◆ **Required action**
Please transcribe the data exactly, with nothing left out.

************

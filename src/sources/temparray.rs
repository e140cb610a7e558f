use std::path::Path;

use log::warn;

use crate::data::loader::{read_delimited, Delimited, DelimitedText};
use crate::data::model::{Axis, Label, Table};
use crate::data::resample::{SmoothingMode, SmoothingSpec};
use crate::data::shift::TimeShift;
use crate::error::{Error, Result};
use crate::sources::series::{ColumnRef, TimeColumn, TimeSeriesSource, TimeUnit};

/// Columns before the first sensor reading: clock, signal label.
const LEADING_COLUMNS: usize = 2;

/// Thermal line-scanner log: one reading per sensor position and sample.
#[derive(Debug, Clone, PartialEq)]
pub struct TempArrayData {
    source: TimeSeriesSource,
    signals: Vec<String>,
    time_shift: TimeShift,
}

impl TempArrayData {
    /// Read a semicolon-delimited log without header.
    ///
    /// Column 0 is the millisecond clock, column 1 the signal label and every
    /// following column one sensor position. Blank columns and rows without any
    /// reading are dropped; positions keep their place in the row.
    pub fn open(path: &Path) -> Result<TempArrayData> {
        let text = read_delimited(
            path,
            Delimited {
                delimiter: b';',
                skip_lines: 0,
                has_headers: false,
            },
        )?;
        let text = drop_blank_rows(text);
        let kept = non_blank_columns(&text);
        if !kept.contains(&0) {
            return Err(Error::malformed(path, "no time column"));
        }

        let values: Vec<(ColumnRef, Label)> = kept
            .iter()
            .filter(|&&idx| idx >= LEADING_COLUMNS)
            .map(|&idx| (ColumnRef::Position(idx), Label::Int((idx - LEADING_COLUMNS) as i64)))
            .collect();
        if values.is_empty() {
            return Err(Error::malformed(path, "no sensor columns"));
        }

        let time = TimeColumn {
            column: ColumnRef::Position(0),
            unit: TimeUnit::Milliseconds,
        };
        let source = TimeSeriesSource::load(path, &text, &time, &values, Axis::Position)?;
        Ok(TempArrayData {
            signals: text.text_column(1),
            source,
            time_shift: TimeShift::default(),
        })
    }

    pub fn raw(&self) -> &Table {
        self.source.raw()
    }

    /// Signal label of every sample.
    pub fn signals(&self) -> &[String] {
        &self.signals
    }

    /// Closed-left trailing window, as the logger's analysis scripts use.
    pub fn smoothing(&self, window: usize, mode: SmoothingMode) -> SmoothingSpec {
        SmoothingSpec::trailing(window, mode)
    }

    pub fn set_timeshift(&mut self, time_shift: TimeShift) {
        self.time_shift = time_shift;
    }

    pub fn timeshift(&self) -> TimeShift {
        self.time_shift
    }

    /// Readings per position, smoothed and shifted.
    pub fn series(&self, smoothing: &SmoothingSpec) -> Result<Table> {
        self.source.series(smoothing, &self.time_shift)
    }
}

fn is_blank(cell: &str) -> bool {
    cell.trim().is_empty()
}

fn drop_blank_rows(mut text: DelimitedText) -> DelimitedText {
    let before = text.rows.len();
    text.rows.retain(|row| {
        !is_blank(row.first().map(String::as_str).unwrap_or(""))
            && row.iter().skip(LEADING_COLUMNS).any(|c| !is_blank(c))
    });
    let dropped = before - text.rows.len();
    if dropped > 0 {
        warn!("temperature array: dropped {dropped} rows without readings");
    }
    text
}

/// Columns holding at least one non-blank cell.
fn non_blank_columns(text: &DelimitedText) -> Vec<usize> {
    let width = text.rows.iter().map(Vec::len).max().unwrap_or(0);
    (0..width)
        .filter(|&idx| {
            text.rows
                .iter()
                .any(|row| row.get(idx).is_some_and(|c| !is_blank(c)))
        })
        .collect()
}
/// Data layer: core types, loading, resampling and queries.
///
/// Architecture:
/// ```text
///  .csv / .parquet
///        │
///        ▼
///   ┌──────────┐
///   │  loader   │  parse file → DelimitedText / NumericColumns
///   └──────────┘
///        │
///        ▼
///   ┌──────────────────┐
///   │ store             │  ExtcoTable, LedParamsTable per channel
///   └──────────────────┘
///        │
///        ▼
///   ┌──────────┐     ┌───────────┐     ┌─────────┐
///   │  query    │ ──▶ │ resample  │ ──▶ │  shift   │  Table on experiment time
///   └──────────┘     └───────────┘     └─────────┘
/// ```

pub mod calibration;
pub mod loader;
pub mod model;
pub mod query;
pub mod resample;
pub mod shift;
pub mod store;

************

◆ **Answer space**
filename src/sources/temparray.rs
repository e140cb610a7e558f
use std::path::Path;

use log::warn;

use crate::data::loader::{read_delimited, Delimited, DelimitedText};
use crate::data::model::{Axis, Label, Table};
use crate::data::resample::{SmoothingMode, SmoothingSpec};
use crate::data::shift::TimeShift;
use crate::error::{Error, Result};
use crate::sources::series::{ColumnRef, TimeColumn, TimeSeriesSource, TimeUnit};

/// Columns before the first sensor reading: clock, signal label.
const LEADING_COLUMNS: usize = 2;

/// Thermal line-scanner log: one reading per sensor position and sample.
#[derive(Debug, Clone, PartialEq)]
pub struct TempArrayData {
    source: TimeSeriesSource,
    signals: Vec<String>,
    time_shift: TimeShift,
}

impl TempArrayData {
    /// Read a semicolon-delimited log without header.
    ///
    /// Column 0 is the millisecond clock, column 1 the signal label and every
    /// following column one sensor position. Blank columns and rows without any
    /// reading are dropped; positions keep their place in the row.
    pub fn open(path: &Path) -> Result<TempArrayData> {
        let text = read_delimited(
            path,
            Delimited {
                delimiter: b';',
                skip_lines: 0,
                has_headers: false,
            },
        )?;
        let text = drop_blank_rows(text);
        let kept = non_blank_columns(&text);
        if !kept.contains(&0) {
            return Err(Error::malformed(path, "no time column"));
        }

        let values: Vec<(ColumnRef, Label)> = kept
            .iter()
            .filter(|&&idx| idx >= LEADING_COLUMNS)
            .map(|&idx| (ColumnRef::Position(idx), Label::Int((idx - LEADING_COLUMNS) as i64)))
            .collect();
        if values.is_empty() {
            return Err(Error::malformed(path, "no sensor columns"));
        }

        let time = TimeColumn {
            column: ColumnRef::Position(0),
            unit: TimeUnit::Milliseconds,
        };
        let source = TimeSeriesSource::load(path, &text, &time, &values, Axis::Position)?;
        Ok(TempArrayData {
            signals: text.text_column(1),
            source,
            time_shift: TimeShift::default(),
        })
    }

    pub fn raw(&self) -> &Table {
        self.source.raw()
    }

    /// Signal label of every sample.
    pub fn signals(&self) -> &[String] {
        &self.signals
    }

    /// Closed-left trailing window, as the logger's analysis scripts use.
    pub fn smoothing(&self, window: usize, mode: SmoothingMode) -> SmoothingSpec {
        SmoothingSpec::trailing(window, mode)
    }

    pub fn set_timeshift(&mut self, time_shift: TimeShift) {
        self.time_shift = time_shift;
    }

    pub fn timeshift(&self) -> TimeShift {
        self.time_shift
    }

    /// Readings per position, smoothed and shifted.
    pub fn series(&self, smoothing: &SmoothingSpec) -> Result<Table> {
        self.source.series(smoothing, &self.time_shift)
    }
}

fn is_blank(cell: &str) -> bool {
    cell.trim().is_empty()
}

fn drop_blank_rows(mut text: DelimitedText) -> DelimitedText {
    let before = text.rows.len();
    text.rows.retain(|row| {
        !is_blank(row.first().map(String::as_str).unwrap_or(""))
            && row.iter().skip(LEADING_COLUMNS).any(|c| !is_blank(c))
    });
    let dropped = before - text.rows.len();
    if dropped > 0 {
        warn!("temperature array: dropped {dropped} rows without readings");
    }
    text
}

/// Columns holding at least one non-blank cell.
fn non_blank_columns(text: &DelimitedText) -> Vec<usize> {
    let width = text.rows.iter().map(Vec::len).max().unwrap_or(0);
    (0..width)
        .filter(|&idx| {
            text.rows
                .iter()
                .any(|row| row.get(idx).is_some_and(|c| !is_blank(c)))
        })
        .collect()
}
/// Data layer: core types, loading, resampling and queries.
///
/// Architecture:
/// ```text
///  .csv / .parquet
///        │
///        ▼
///   ┌──────────┐
///   │  loader   │  parse file → DelimitedText / NumericColumns
///   └──────────┘
///        │
///        ▼
///   ┌──────────────────┐
///   │ store             │  ExtcoTable, LedParamsTable per channel
///   └──────────────────┘
///        │
///        ▼
///   ┌──────────┐     ┌───────────┐     ┌─────────┐
///   │  query    │ ──▶ │ resample  │ ──▶ │  shift   │  Table on experiment time
///   └──────────┘     └───────────┘     └─────────┘
/// ```

pub mod calibration;
pub mod loader;
pub mod model;
pub mod query;
pub mod resample;
pub mod shift;
pub mod store;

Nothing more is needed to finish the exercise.